University of Massachusetts Amherst

School of Public Health and Health Sciences

ALUMNI PROFILES

Todd Schettini MPH (Graduated in May 2008)
Product consultant for an Oncology Division of a pharmaceutical company


 

Hello!  My name is Todd Schettini and I current work as a product consultant for an Oncology Division of a pharmaceutical company.  In my free time, I also volunteer as the Health & Safety Officer at my local ambulance corps and serve on a FEMA disaster medical team that has been deployed in times of national disasters.  In 2006, I received my Masters of Science in Health Sciences from the University of Medicine and Dentistry of New Jersey, with a concentration in Disease Management.  This master’s degree experience helped solidify my resolve to earn an MPH degree.  After searching though and comparing many MPH programs, I came to decide on the MPH in Public Health Practice from UMASS-Amherst.  In May of 2008, I was conferred this MPH degree from UMASS-Amherst.  I use the information I gained from my MPH in various capacities through my work day.  My company sponsors many goodwill programs (i.e. global health fellowships) in both domestic and foreign populations throughout the world to help promote health, health literacy and health-based systems.  With my MPH, I have now completed the criteria for fellowship and will be applying to program

I decided to go for my MPH due to large problems that arose from my work experiences from the pharmaceutical sector, the ambulance, disaster response work, and from systematic health inefficiencies uncovered from my initial master’s degree.  The MPH degree seemed to embody my realization that while helping individuals live healthy lives at the local level is an important task, if you can make changes further up stream in the public health cascade, you can reach and impact more people.  Prevention will be playing a large part of future population and individual health.  Thus best practices for disease management, patient/healthcare provider education and other important health benefits need to be optimized and far reaching.  The MPH degree is an excellent opportunity to gain better understanding and perspective on how to operationalize change at this population level.  It also allows streamlined prevention and health benefits to reach more people than would be capable on a disorganized individual level.   I wanted to help on a greater level than simply treating an individual patient on my ambulance, I wanted to go further to improve health and maximize resource utility on a larger scale.  

The Public Health Practice (PHP) degree courses were helpful to me as the MPH core provide me with the fundamental knowledge to establish my public health critical thinking abilities.  While I was interested in public health, I was used to an individual and medical approach to health.  Population-based thinking is different from individual-based decision making.   The Core helped indoctrinate (without overwhelming me) me and broaden my horizontal thinking about public health programs and systems level thinking.  Other required courses help further guided my development of the public health practice mindset for problem solving.   I think that some of the elective courses were phenomenal and the material always tied into current events going on in the world and US.  This made learning more focused and insightful as you were able to apply course concepts and models to current domestic or global problems.  One other strength is that we had perspectives from MPH students all over the world in our classes.  This turned out to be an extremely important feature because you are able to hear first hand how different countries (developed and developing) try to address similar problems with various strategies, resources and outcomes.  There were many different opinions introduced during PHP courses and they were all respected, debated and evaluated providing a rich learning experience.  It takes a provocative MPH degree program like this one to make you realize how much in life you really don’t know, even when you think you do.
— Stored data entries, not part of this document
//! Keyword- and threshold-based partitions of a dataset.
//!
//! Two independent schemes live here: the branded / non-branded split driven
//! by brand keywords, and the CTR-opportunity selection driven by numeric
//! thresholds over per-query aggregates.

use std::cmp::Reverse;
use std::collections::HashSet;

use gsclens_core::{Dataset, Record};
use regex::{Regex, RegexBuilder};
use serde::Serialize;

use crate::aggregate::{
    group_and_reduce, keyed_groups, mean_of, ratio_ctr, AggregateRow, GroupBy,
};

/// Aggregate figures carried by a [`Segment`].
#[derive(Debug, Clone, PartialEq, Serialize)]
pub struct SegmentStats {
    pub members: usize,
    pub clicks: u64,
    pub impressions: u64,
    /// Unweighted mean of member CTRs.
    pub ctr: f64,
    pub position: f64,
}

impl SegmentStats {
    #[must_use]
    pub fn of(dataset: &Dataset) -> Self {
        let ctr_sum: f64 = dataset.iter().map(|r| r.ctr).sum();
        let position_sum: f64 = dataset.iter().map(|r| r.position).sum();
        Self {
            members: dataset.len(),
            clicks: dataset.total_clicks(),
            impressions: dataset.total_impressions(),
            ctr: mean_of(ctr_sum, dataset.len()),
            position: mean_of(position_sum, dataset.len()),
        }
    }
}

/// A named slice of a dataset with its own aggregate.
#[derive(Debug, Clone, PartialEq)]
pub struct Segment {
    pub name: &'static str,
    pub dataset: Dataset,
    pub stats: SegmentStats,
}

impl Segment {
    fn new(name: &'static str, dataset: Dataset) -> Self {
        let stats = SegmentStats::of(&dataset);
        Self {
            name,
            dataset,
            stats,
        }
    }
}

/// Case-insensitive substring matcher over a keyword list.
///
/// All keywords are compiled into one alternation. Blank keywords are
/// ignored, and a matcher with no keywords matches nothing.
#[derive(Debug, Clone)]
pub struct KeywordMatcher {
    inner: Matcher,
}

#[derive(Debug, Clone)]
enum Matcher {
    Nothing,
    Pattern(Regex),
    // Used only when the alternation exceeds the regex size limit.
    Lowercase(Vec<String>),
}

impl KeywordMatcher {
    #[must_use]
    pub fn new<S: AsRef<str>>(keywords: &[S]) -> Self {
        let keywords: Vec<&str> = keywords
            .iter()
            .map(|k| k.as_ref().trim())
            .filter(|k| !k.is_empty())
            .collect();
        if keywords.is_empty() {
            return Self {
                inner: Matcher::Nothing,
            };
        }

        let alternation = keywords
            .iter()
            .map(|k| regex::escape(k))
            .collect::<Vec<_>>()
            .join("|");
        let inner = match RegexBuilder::new(&alternation)
            .case_insensitive(true)
            .build()
        {
            Ok(re) => Matcher::Pattern(re),
            Err(_) => Matcher::Lowercase(keywords.iter().map(|k| k.to_lowercase()).collect()),
        };
        Self { inner }
    }

    #[must_use]
    pub fn is_empty(&self) -> bool {
        matches!(self.inner, Matcher::Nothing)
    }

    /// Whether `text` contains any keyword, ignoring case.
    #[must_use]
    pub fn is_match(&self, text: &str) -> bool {
        match &self.inner {
            Matcher::Nothing => false,
            Matcher::Pattern(re) => re.is_match(text),
            Matcher::Lowercase(keywords) => {
                let text = text.to_lowercase();
                keywords.iter().any(|k| text.contains(k.as_str()))
            }
        }
    }

    /// Whether the record's query matches. Records without a query never do.
    #[must_use]
    pub fn matches_record(&self, record: &Record) -> bool {
        record.query.as_deref().is_some_and(|q| self.is_match(q))
    }
}

/// Branded / non-branded partition of a dataset.
#[derive(Debug, Clone, PartialEq)]
pub struct BrandSplit {
    pub branded: Segment,
    pub non_branded: Segment,
    /// `branded clicks / total clicks * 100`, `0.0` with no clicks.
    pub branded_percentage: f64,
}

/// Splits `dataset` into records whose query contains a brand keyword and
/// everything else.
///
/// An empty keyword list puts every record in `non_branded`.
#[must_use]
pub fn classify_branded<S: AsRef<str>>(dataset: &Dataset, brand_keywords: &[S]) -> BrandSplit {
    let matcher = KeywordMatcher::new(brand_keywords);
    let branded = Segment::new("branded", dataset.filter(|r| matcher.matches_record(r)));
    let non_branded = Segment::new(
        "non_branded",
        dataset.filter(|r| !matcher.matches_record(r)),
    );
    let total = branded.stats.clicks + non_branded.stats.clicks;
    let branded_percentage = ratio_ctr(branded.stats.clicks, total) * 100.0;

    BrandSplit {
        branded,
        non_branded,
        branded_percentage,
    }
}

/// Thresholds for the CTR-opportunity selection.
#[derive(Debug, Clone, Copy, PartialEq)]
pub struct OpportunityCriteria {
    pub min_impressions: u64,
    /// Groups must rank strictly below this position (numerically above).
    pub position_threshold: f64,
    /// Groups must convert strictly under this CTR.
    pub ctr_threshold: f64,
    pub limit: usize,
}

impl Default for OpportunityCriteria {
    fn default() -> Self {
        Self {
            min_impressions: 100,
            position_threshold: 3.0,
            ctr_threshold: 0.05,
            limit: 10,
        }
    }
}

impl OpportunityCriteria {
    #[must_use]
    pub fn with_min_impressions(min_impressions: u64) -> Self {
        Self {
            min_impressions,
            ..Self::default()
        }
    }

    #[must_use]
    pub fn accepts(&self, row: &AggregateRow) -> bool {
        row.impressions >= self.min_impressions
            && row.position > self.position_threshold
            && row.ctr < self.ctr_threshold
    }
}

fn by_impressions_desc(rows: &mut [AggregateRow]) {
    rows.sort_by_key(|row| Reverse(row.impressions));
}

/// Query groups with many impressions, a sub-top-3 position and a low CTR,
/// ordered by descending impressions and capped at `criteria.limit`.
#[must_use]
pub fn find_opportunities(dataset: &Dataset, criteria: &OpportunityCriteria) -> Vec<AggregateRow> {
    let mut rows: Vec<AggregateRow> = group_and_reduce(dataset, GroupBy::Query)
        .into_iter()
        .filter(|row| criteria.accepts(row))
        .collect();
    by_impressions_desc(&mut rows);
    rows.truncate(criteria.limit);
    rows
}

/// Splits a dataset into records whose query group is an opportunity and the
/// rest. Unlike [`find_opportunities`] no cap is applied.
#[must_use]
pub fn partition_opportunities(
    dataset: &Dataset,
    criteria: &OpportunityCriteria,
) -> (Segment, Segment) {
    let selected: HashSet<Option<String>> = keyed_groups(dataset, GroupBy::Query)
        .into_iter()
        .filter(|(_, row)| criteria.accepts(row))
        .map(|(key, _)| key)
        .collect();
    let in_group = |r: &Record| selected.contains(&GroupBy::Query.key(r));
    (
        Segment::new("opportunity", dataset.filter(in_group)),
        Segment::new("non_opportunity", dataset.filter(|r| !in_group(r))),
    )
}

/// Position band for the high-potential selection: `low < position <= high`.
#[derive(Debug, Clone, Copy, PartialEq)]
pub struct PositionBand {
    pub min_impressions: u64,
    pub low: f64,
    pub high: f64,
    pub limit: usize,
}

impl Default for PositionBand {
    fn default() -> Self {
        Self {
            min_impressions: 100,
            low: 3.0,
            high: 10.0,
            limit: 10,
        }
    }
}

/// Query groups ranking on page one below the top three, ordered by
/// descending impressions then ascending position.
#[must_use]
pub fn find_high_potential(dataset: &Dataset, band: &PositionBand) -> Vec<AggregateRow> {
    let mut rows: Vec<AggregateRow> = group_and_reduce(dataset, GroupBy::Query)
        .into_iter()
        .filter(|row| {
            row.position > band.low
                && row.position <= band.high
                && row.impressions >= band.min_impressions
        })
        .collect();
    rows.sort_by(|a, b| {
        b.impressions
            .cmp(&a.impressions)
            .then_with(|| a.position.total_cmp(&b.position))
    });
    rows.truncate(band.limit);
    rows
}

/// Performance of queries mentioning competitor keywords.
#[derive(Debug, Clone, PartialEq)]
pub struct CompetitorReport {
    pub keywords: Vec<String>,
    pub matched_rows: usize,
    pub total_clicks: u64,
    pub avg_position: f64,
    /// Up to five matched query groups by clicks.
    pub top_queries: Vec<AggregateRow>,
}

/// Collects rows whose query contains any competitor keyword.
#[must_use]
pub fn competitor_report<S: AsRef<str>>(dataset: &Dataset, keywords: &[S]) -> CompetitorReport {
    let matcher = KeywordMatcher::new(keywords);
    let matched = dataset.filter(|r| matcher.matches_record(r));
    let stats = SegmentStats::of(&matched);
    let mut top_queries = group_and_reduce(&matched, GroupBy::Query);
    top_queries.truncate(5);

    CompetitorReport {
        keywords: keywords.iter().map(|k| k.as_ref().to_string()).collect(),
        matched_rows: stats.members,
        total_clicks: stats.clicks,
        avg_position: stats.position,
        top_queries,
    }
}

#[cfg(test)]
#[path = "segment_test.rs"]
mod tests;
The MPH has already lead to improvement in how I manage my health and safety duties, appropriate consideration of population needs on disaster deployment, and even public service at my current employer.  You can get a degree anywhere, but the true testament to a school is if they can provide you with an education.  The MPH degree I earned here enabled me to gain a well rounded social and academic education while expanding my critical thinking, communication and problem solving skills.  The degree also helped me to become a team player, as Public Health is such a wide reaching discipline you will become the “jack of all trades” and have to work seamlessly with other departments, organizations, governments and populations to make any initiatives you undertake a success.  Lessons learned from this MPH degree can be applied to almost any career.  In fact, I recently took another UMASS-Amherst PHP course this past Spring due to the relevance it had for my job.

The flexibility to not apply right away and take up two courses as a pre-matriculate was extremely beneficial.  I was able to decide if I liked the program style, delivery and content before I fully committed to applying and matriculating to the program.  I liked having that flexibility as it helped reaffirm that I was making the right decision and was not pressured to start a matriculation or application process.  While the timing of assignments and collaborative assignments were structured, the course selections allowed for a realistic balance of work-life-school demands.  I highly recommend using the program coordinator MaryBeth Lizek for information about the program, course selection or just about anything else.  She was able to balance left and right brain course work for me and helped make my program experience enjoyable.  I am in the process of looking into Doctoral programs in either Public Health/Epidemiology or Pharmacy due to my experiences from this MPH program.

Pictured above is Margaret McCarthy, President RHO Chapter of the Delta Omega Honor Society with Todd was chosen as an inductee into the Delta Omega Honor Society due to his academic excellence and demonstration of qualities of leadership in public health.